|"It's a Plague Out There!"|
by Jim Kelly for remotegoat on 15/03/17
Matthias, Jennet, Hannah and Simon are waiting out the great plague of 1665 in the close quarters of a debtor's cell in Newgate Prison. Alchemist Matthias is convinced he has a cure for the disease. Pregnant Jennet, facing execution for robbing a corpse, is hiding a secret and seems to have some connection with bitter nurse Hannah, who herself has been imprisoned for slandering a quack doctor. Gaoler Simon, the only character with firsthand experience of the epidemic, is insistent the prisoners maintain a smoky fire in the cell to ward off the disease.
Christine Foster's debut play is rich in period detail, both in its references and idiom (efforts well supported by Sally Hardcastle's carefully dressed set and costumes, making the most on the limited space offered by the Baron's Court theatre).

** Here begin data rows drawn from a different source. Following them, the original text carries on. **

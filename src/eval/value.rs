//! Runtime values produced by the evaluator.

use std::{cmp::Ordering, fmt};

use crate::{
    ast::{complex_repr, float_repr, str_repr},
    eval::{EvalError, EvalLimits, EvalResult},
};

/// A compile-time value.
///
/// Sets and mappings keep their elements in first-insertion order, so
/// converting them back into literal nodes is deterministic. `PartialEq` is
/// structural; use [`Value::py_eq`] for language equality, which also equates
/// numbers of different kinds.
#[derive(Debug, Clone, PartialEq)]
pub enum Value {
    /// 64-bit integer
    Int(i64),
    /// Double precision float
    Float(f64),
    /// Complex number
    Complex {
        /// Real part
        re: f64,
        /// Imaginary part
        im: f64,
    },
    /// `True` / `False`
    Bool(bool),
    /// Text string
    Str(String),
    /// Mutable sequence
    List(Vec<Value>),
    /// Immutable sequence
    Tuple(Vec<Value>),
    /// Unordered unique elements, kept in insertion order
    Set(Vec<Value>),
    /// Key/value mapping, kept in insertion order
    Dict(Vec<(Value, Value)>),
    /// A one-shot iterator such as a generator or `xrange` result
    Iter(Vec<Value>),
    /// `None`
    None,
}

impl Value {
    /// Name of the value's kind, as used in error messages.
    #[must_use]
    pub fn kind_name(&self) -> &'static str {
        match self {
            Value::Int(_) => "int",
            Value::Float(_) => "float",
            Value::Complex { .. } => "complex",
            Value::Bool(_) => "bool",
            Value::Str(_) => "str",
            Value::List(_) => "list",
            Value::Tuple(_) => "tuple",
            Value::Set(_) => "set",
            Value::Dict(_) => "dict",
            Value::Iter(_) => "iterator",
            Value::None => "NoneType",
        }
    }

    /// Truth value testing.
    #[must_use]
    pub fn is_truthy(&self) -> bool {
        match self {
            Value::Int(v) => *v != 0,
            Value::Float(v) => *v != 0.0,
            Value::Complex { re, im } => *re != 0.0 || *im != 0.0,
            Value::Bool(b) => *b,
            Value::Str(s) => !s.is_empty(),
            Value::List(items) | Value::Tuple(items) | Value::Set(items) | Value::Iter(items) => {
                !items.is_empty()
            }
            Value::Dict(pairs) => !pairs.is_empty(),
            Value::None => false,
        }
    }

    /// Integer view of ints and booleans.
    #[must_use]
    pub fn as_int(&self) -> Option<i64> {
        match self {
            Value::Int(v) => Some(*v),
            Value::Bool(b) => Some(i64::from(*b)),
            _ => None,
        }
    }

    /// Float view of any real number.
    #[must_use]
    #[allow(clippy::cast_precision_loss)]
    pub fn as_float(&self) -> Option<f64> {
        match self {
            Value::Float(v) => Some(*v),
            other => other.as_int().map(|v| v as f64),
        }
    }

    /// Complex view of any number.
    #[must_use]
    pub fn as_complex(&self) -> Option<(f64, f64)> {
        match self {
            Value::Complex { re, im } => Some((*re, *im)),
            other => other.as_float().map(|re| (re, 0.0)),
        }
    }

    /// Returns `true` for ints, floats, complex numbers and booleans.
    #[must_use]
    pub fn is_number(&self) -> bool {
        matches!(
            self,
            Value::Int(_) | Value::Float(_) | Value::Complex { .. } | Value::Bool(_)
        )
    }

    /// Returns `true` if the value may be a set element or mapping key.
    #[must_use]
    pub fn is_hashable(&self) -> bool {
        match self {
            Value::List(_) | Value::Set(_) | Value::Dict(_) | Value::Iter(_) => false,
            Value::Tuple(items) => items.iter().all(Value::is_hashable),
            _ => true,
        }
    }

    /// Iterates the value, producing its elements.
    ///
    /// Strings yield one-character strings, mappings yield their keys.
    ///
    /// # Errors
    ///
    /// Returns [`EvalError::Type`] for non-iterable values.
    pub fn items(&self) -> EvalResult<Vec<Value>> {
        match self {
            Value::List(items) | Value::Tuple(items) | Value::Set(items) | Value::Iter(items) => {
                Ok(items.clone())
            }
            Value::Dict(pairs) => Ok(pairs.iter().map(|(k, _)| k.clone()).collect()),
            Value::Str(s) => Ok(s.chars().map(|c| Value::Str(c.to_string())).collect()),
            other => Err(EvalError::Type(format!(
                "'{}' object is not iterable",
                other.kind_name()
            ))),
        }
    }

    /// Builds a set from elements, dropping duplicates but keeping the first
    /// occurrence's position.
    ///
    /// # Errors
    ///
    /// Fails on unhashable elements or when the set exceeds the hashed cap.
    pub fn set_from(items: Vec<Value>, limits: &EvalLimits) -> EvalResult<Value> {
        let mut out: Vec<Value> = Vec::new();
        for item in items {
            if !item.is_hashable() {
                return Err(EvalError::Type(format!(
                    "unhashable type: '{}'",
                    item.kind_name()
                )));
            }
            if !out.iter().any(|seen| seen.py_eq(&item)) {
                out.push(item);
                limits.check_hashed(out.len())?;
            }
        }
        Ok(Value::Set(out))
    }

    /// Builds a mapping from pairs. A repeated key keeps its first position
    /// and takes the last value.
    ///
    /// # Errors
    ///
    /// Fails on unhashable keys or when the mapping exceeds the hashed cap.
    pub fn dict_from(pairs: Vec<(Value, Value)>, limits: &EvalLimits) -> EvalResult<Value> {
        let mut out: Vec<(Value, Value)> = Vec::new();
        for (key, value) in pairs {
            if !key.is_hashable() {
                return Err(EvalError::Type(format!(
                    "unhashable type: '{}'",
                    key.kind_name()
                )));
            }
            match out.iter_mut().find(|(seen, _)| seen.py_eq(&key)) {
                Some(slot) => slot.1 = value,
                None => {
                    out.push((key, value));
                    limits.check_hashed(out.len())?;
                }
            }
        }
        Ok(Value::Dict(out))
    }

    /// Language equality: numbers compare by value across kinds, sets and
    /// mappings ignore order, a list never equals a tuple.
    #[must_use]
    #[allow(clippy::float_cmp)]
    pub fn py_eq(&self, other: &Value) -> bool {
        if self.is_number() && other.is_number() {
            return match (self.as_int(), other.as_int()) {
                (Some(a), Some(b)) => a == b,
                _ => match (self.as_complex(), other.as_complex()) {
                    (Some(a), Some(b)) => a == b,
                    _ => false,
                },
            };
        }
        match (self, other) {
            (Value::Str(a), Value::Str(b)) => a == b,
            (Value::List(a), Value::List(b)) | (Value::Tuple(a), Value::Tuple(b)) => {
                a.len() == b.len() && a.iter().zip(b).all(|(x, y)| x.py_eq(y))
            }
            (Value::Set(a), Value::Set(b)) => {
                a.len() == b.len() && a.iter().all(|x| b.iter().any(|y| x.py_eq(y)))
            }
            (Value::Dict(a), Value::Dict(b)) => {
                a.len() == b.len()
                    && a.iter().all(|(k, v)| {
                        b.iter()
                            .find(|(k2, _)| k.py_eq(k2))
                            .is_some_and(|(_, v2)| v.py_eq(v2))
                    })
            }
            (Value::None, Value::None) => true,
            _ => false,
        }
    }

    /// Language ordering for `<`, `<=`, `>`, `>=`, `min`, `max` and `sorted`.
    ///
    /// # Errors
    ///
    /// Returns [`EvalError::Type`] for unorderable pairs (complex numbers,
    /// mixed kinds) and [`EvalError::Unsupported`] for NaN, whose comparisons
    /// do not form an ordering.
    pub fn py_cmp(&self, other: &Value) -> EvalResult<Ordering> {
        match (self, other) {
            (a, b) if a.as_int().is_some() && b.as_int().is_some() => {
                Ok(a.as_int().cmp(&b.as_int()))
            }
            (Value::Complex { .. }, _) | (_, Value::Complex { .. }) => Err(EvalError::Type(
                "complex numbers are not orderable".to_string(),
            )),
            (a, b) if a.is_number() && b.is_number() => {
                match (a.as_float(), b.as_float()) {
                    (Some(x), Some(y)) => x
                        .partial_cmp(&y)
                        .ok_or_else(|| EvalError::Unsupported("comparison with nan".to_string())),
                    _ => Err(EvalError::Type("unorderable numbers".to_string())),
                }
            }
            (Value::Str(a), Value::Str(b)) => Ok(a.cmp(b)),
            (Value::List(a), Value::List(b)) | (Value::Tuple(a), Value::Tuple(b)) => {
                for (x, y) in a.iter().zip(b) {
                    if !x.py_eq(y) {
                        return x.py_cmp(y);
                    }
                }
                Ok(a.len().cmp(&b.len()))
            }
            (a, b) => Err(EvalError::Type(format!(
                "'<' not supported between instances of '{}' and '{}'",
                a.kind_name(),
                b.kind_name()
            ))),
        }
    }

    /// Text produced by `str(value)`.
    #[must_use]
    pub fn to_py_str(&self) -> String {
        match self {
            Value::Str(s) => s.clone(),
            other => other.repr(),
        }
    }

    /// Text produced by `repr(value)`.
    #[must_use]
    pub fn repr(&self) -> String {
        fn join(items: &[Value]) -> String {
            items.iter().map(Value::repr).collect::<Vec<_>>().join(", ")
        }

        match self {
            Value::Int(v) => v.to_string(),
            Value::Float(v) => float_repr(*v),
            Value::Complex { re, im } => complex_repr(*re, *im),
            Value::Bool(true) => "True".to_string(),
            Value::Bool(false) => "False".to_string(),
            Value::Str(s) => str_repr(s),
            Value::List(items) => format!("[{}]", join(items)),
            Value::Tuple(items) if items.len() == 1 => format!("({},)", items[0].repr()),
            Value::Tuple(items) => format!("({})", join(items)),
            Value::Set(items) if items.is_empty() => "set()".to_string(),
            Value::Set(items) => format!("{{{}}}", join(items)),
            Value::Dict(pairs) => {
                let body: Vec<String> = pairs
                    .iter()
                    .map(|(k, v)| format!("{}: {}", k.repr(), v.repr()))
                    .collect();
                format!("{{{}}}", body.join(", "))
            }
            Value::Iter(_) => "<iterator>".to_string(),
            Value::None => "None".to_string(),
        }
    }
}

impl fmt::Display for Value {
    fn fmt(&self, f: &mut fmt::Formatter<'_>) -> fmt::Result {
        f.write_str(&self.repr())
    }
}

#[cfg(test)]
mod tests {
    use super::*;

    #[test]
    fn test_numeric_equality_crosses_kinds() {
        assert!(Value::Int(1).py_eq(&Value::Float(1.0)));
        assert!(Value::Bool(true).py_eq(&Value::Int(1)));
        assert!(Value::Complex { re: 2.0, im: 0.0 }.py_eq(&Value::Int(2)));
        assert!(!Value::List(vec![Value::Int(1)]).py_eq(&Value::Tuple(vec![Value::Int(1)])));
        assert!(Value::Set(vec![Value::Int(1), Value::Int(2)])
            .py_eq(&Value::Set(vec![Value::Int(2), Value::Int(1)])));
    }

    #[test]
    fn test_ordering() {
        assert_eq!(
            Value::Int(1).py_cmp(&Value::Float(1.5)).unwrap(),
            Ordering::Less
        );
        assert_eq!(
            Value::Tuple(vec![Value::Int(1), Value::Int(2)])
                .py_cmp(&Value::Tuple(vec![Value::Int(1)]))
                .unwrap(),
            Ordering::Greater
        );
        assert!(Value::Str("a".into()).py_cmp(&Value::Int(1)).is_err());
        assert!(Value::Float(f64::NAN).py_cmp(&Value::Int(1)).is_err());
    }

    #[test]
    fn test_set_and_dict_keep_first_position() {
        let limits = EvalLimits::default();
        let set = Value::set_from(
            vec![Value::Int(3), Value::Int(1), Value::Float(3.0)],
            &limits,
        )
        .unwrap();
        assert_eq!(set, Value::Set(vec![Value::Int(3), Value::Int(1)]));

        let dict = Value::dict_from(
            vec![
                (Value::Str("a".into()), Value::Int(1)),
                (Value::Str("b".into()), Value::Int(2)),
                (Value::Str("a".into()), Value::Int(3)),
            ],
            &limits,
        )
        .unwrap();
        assert_eq!(dict.repr(), "{'a': 3, 'b': 2}");

        assert!(Value::set_from(vec![Value::List(vec![])], &limits).is_err());
    }

    #[test]
    fn test_hashed_cap() {
        let limits = EvalLimits {
            max_hashed: 2,
            ..EvalLimits::default()
        };
        let items = (0..3).map(Value::Int).collect();
        assert_eq!(
            Value::set_from(items, &limits),
            Err(EvalError::ContainerTooLarge(3))
        );
    }

    #[test]
    fn test_repr() {
        assert_eq!(Value::Tuple(vec![Value::Int(1)]).repr(), "(1,)");
        assert_eq!(
            Value::List(vec![Value::Str("x".into()), Value::Float(2.0)]).repr(),
            "['x', 2.0]"
        );
        assert_eq!(Value::Str("x".into()).to_py_str(), "x");
        assert_eq!(Value::Set(vec![]).repr(), "set()");
        assert!(!Value::None.is_truthy());
    }
}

The ensemble cast are similarly well matched, Pip Henderson's acerbic turn as nurse who doesn't suffer fools the pick on the evening I attended, while Adam Barbrough's direction keeps the play moving even at the times when the script, dwelling on one MacGuffin too many, tips towards the languorous.
While the sense of jeopardy is certainly not as persistent as it could be - the characters ultimately too pleasant to seem like real threats to another and the plague itself only really encroaching on the plot in the latter stages - the ambition of Foster's play is still impressive. As an effort to evoke a world, indeed an underworld, whose essence, given the limited number of contemporary accounts can only really be guessed at, it is largely successful. Certainly the play captures the sense of surreal strangeness provoked by Foster's cited inspiration for her work: the piquant detail that the plague was so devastating all of London's prisoners were released as no jailers had been left alive in the city. While Foster's future work will be worth watching out for, the play also justifies the 42nd Theatre Company tough self-imposed mission of producing exclusively pieces by new writers.